> _What is required_
In the data below, find the line containing "Eq, Serialize, Deserialize)]", then set down that line and every later line up to and including the line containing "a configuration value.", exactly.

> _Provided information_

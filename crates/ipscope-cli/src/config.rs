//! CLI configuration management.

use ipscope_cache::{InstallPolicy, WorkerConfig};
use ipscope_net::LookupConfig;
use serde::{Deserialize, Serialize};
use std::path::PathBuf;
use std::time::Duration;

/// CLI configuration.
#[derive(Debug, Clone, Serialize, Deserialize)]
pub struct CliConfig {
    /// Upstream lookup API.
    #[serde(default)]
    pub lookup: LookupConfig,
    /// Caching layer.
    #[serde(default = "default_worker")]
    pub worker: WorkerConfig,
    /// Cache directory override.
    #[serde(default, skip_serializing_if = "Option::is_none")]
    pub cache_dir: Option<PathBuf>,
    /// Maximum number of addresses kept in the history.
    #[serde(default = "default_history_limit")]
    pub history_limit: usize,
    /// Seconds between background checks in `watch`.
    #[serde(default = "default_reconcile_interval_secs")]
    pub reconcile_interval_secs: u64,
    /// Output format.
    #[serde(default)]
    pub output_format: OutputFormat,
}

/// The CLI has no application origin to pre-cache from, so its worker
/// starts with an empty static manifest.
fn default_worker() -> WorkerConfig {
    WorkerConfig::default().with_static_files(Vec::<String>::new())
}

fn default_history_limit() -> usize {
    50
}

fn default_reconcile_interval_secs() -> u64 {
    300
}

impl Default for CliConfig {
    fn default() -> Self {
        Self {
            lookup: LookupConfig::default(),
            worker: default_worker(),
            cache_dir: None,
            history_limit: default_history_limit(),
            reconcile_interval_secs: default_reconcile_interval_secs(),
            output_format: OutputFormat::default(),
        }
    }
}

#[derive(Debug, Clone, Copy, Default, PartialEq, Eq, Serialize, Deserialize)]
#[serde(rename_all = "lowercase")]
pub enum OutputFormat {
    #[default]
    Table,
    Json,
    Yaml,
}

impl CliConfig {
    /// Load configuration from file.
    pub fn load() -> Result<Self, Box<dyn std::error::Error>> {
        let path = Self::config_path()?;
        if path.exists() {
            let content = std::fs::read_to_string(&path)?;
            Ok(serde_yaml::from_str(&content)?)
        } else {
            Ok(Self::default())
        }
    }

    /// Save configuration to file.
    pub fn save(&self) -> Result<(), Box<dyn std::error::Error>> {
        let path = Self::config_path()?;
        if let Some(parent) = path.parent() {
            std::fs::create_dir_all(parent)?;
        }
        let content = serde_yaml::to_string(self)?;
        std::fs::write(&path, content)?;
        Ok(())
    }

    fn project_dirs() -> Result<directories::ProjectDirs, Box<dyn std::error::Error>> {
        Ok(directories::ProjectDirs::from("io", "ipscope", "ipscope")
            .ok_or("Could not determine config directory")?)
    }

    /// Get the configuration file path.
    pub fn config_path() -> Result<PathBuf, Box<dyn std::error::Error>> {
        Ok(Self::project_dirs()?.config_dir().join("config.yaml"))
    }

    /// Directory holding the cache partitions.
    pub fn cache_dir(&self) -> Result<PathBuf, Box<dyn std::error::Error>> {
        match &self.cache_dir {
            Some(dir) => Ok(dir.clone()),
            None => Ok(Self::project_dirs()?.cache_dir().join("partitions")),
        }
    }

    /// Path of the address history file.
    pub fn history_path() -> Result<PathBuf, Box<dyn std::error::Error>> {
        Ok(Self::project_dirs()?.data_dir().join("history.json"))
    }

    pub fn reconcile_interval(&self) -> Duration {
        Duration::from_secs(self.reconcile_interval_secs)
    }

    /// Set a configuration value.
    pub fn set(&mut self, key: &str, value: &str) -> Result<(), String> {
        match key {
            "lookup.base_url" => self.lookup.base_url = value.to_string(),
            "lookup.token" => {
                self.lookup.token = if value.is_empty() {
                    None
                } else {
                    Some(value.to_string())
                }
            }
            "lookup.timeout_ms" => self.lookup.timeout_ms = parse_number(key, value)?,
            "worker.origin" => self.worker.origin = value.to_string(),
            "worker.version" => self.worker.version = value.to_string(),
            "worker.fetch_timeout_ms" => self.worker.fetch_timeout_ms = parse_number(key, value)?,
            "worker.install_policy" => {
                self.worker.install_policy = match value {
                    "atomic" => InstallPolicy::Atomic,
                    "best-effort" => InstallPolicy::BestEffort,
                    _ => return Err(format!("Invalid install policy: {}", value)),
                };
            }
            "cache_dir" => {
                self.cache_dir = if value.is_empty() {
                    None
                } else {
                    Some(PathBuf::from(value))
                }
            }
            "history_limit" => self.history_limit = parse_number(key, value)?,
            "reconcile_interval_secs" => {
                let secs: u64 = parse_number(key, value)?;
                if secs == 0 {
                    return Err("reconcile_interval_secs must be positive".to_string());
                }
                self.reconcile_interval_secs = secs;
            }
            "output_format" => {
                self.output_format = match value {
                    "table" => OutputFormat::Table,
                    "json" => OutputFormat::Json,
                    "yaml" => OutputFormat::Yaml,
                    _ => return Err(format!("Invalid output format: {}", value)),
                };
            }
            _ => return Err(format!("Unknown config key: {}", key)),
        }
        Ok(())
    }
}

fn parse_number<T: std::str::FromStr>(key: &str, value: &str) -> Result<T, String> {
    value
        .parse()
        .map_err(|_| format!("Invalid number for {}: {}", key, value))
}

> _Solution for this task_
#[derive(Debug, Clone, Copy, Default, PartialEq, Eq, Serialize, Deserialize)]
#[serde(rename_all = "lowercase")]
pub enum OutputFormat {
    #[default]
    Table,
    Json,
    Yaml,
}

impl CliConfig {
    /// Load configuration from file.
    pub fn load() -> Result<Self, Box<dyn std::error::Error>> {
        let path = Self::config_path()?;
        if path.exists() {
            let content = std::fs::read_to_string(&path)?;
            Ok(serde_yaml::from_str(&content)?)
        } else {
            Ok(Self::default())
        }
    }

    /// Save configuration to file.
    pub fn save(&self) -> Result<(), Box<dyn std::error::Error>> {
        let path = Self::config_path()?;
        if let Some(parent) = path.parent() {
            std::fs::create_dir_all(parent)?;
        }
        let content = serde_yaml::to_string(self)?;
        std::fs::write(&path, content)?;
        Ok(())
    }

    fn project_dirs() -> Result<directories::ProjectDirs, Box<dyn std::error::Error>> {
        Ok(directories::ProjectDirs::from("io", "ipscope", "ipscope")
            .ok_or("Could not determine config directory")?)
    }

    /// Get the configuration file path.
    pub fn config_path() -> Result<PathBuf, Box<dyn std::error::Error>> {
        Ok(Self::project_dirs()?.config_dir().join("config.yaml"))
    }

    /// Directory holding the cache partitions.
    pub fn cache_dir(&self) -> Result<PathBuf, Box<dyn std::error::Error>> {
        match &self.cache_dir {
            Some(dir) => Ok(dir.clone()),
            None => Ok(Self::project_dirs()?.cache_dir().join("partitions")),
        }
    }

    /// Path of the address history file.
    pub fn history_path() -> Result<PathBuf, Box<dyn std::error::Error>> {
        Ok(Self::project_dirs()?.data_dir().join("history.json"))
    }

    pub fn reconcile_interval(&self) -> Duration {
        Duration::from_secs(self.reconcile_interval_secs)
    }

    /// Set a configuration value.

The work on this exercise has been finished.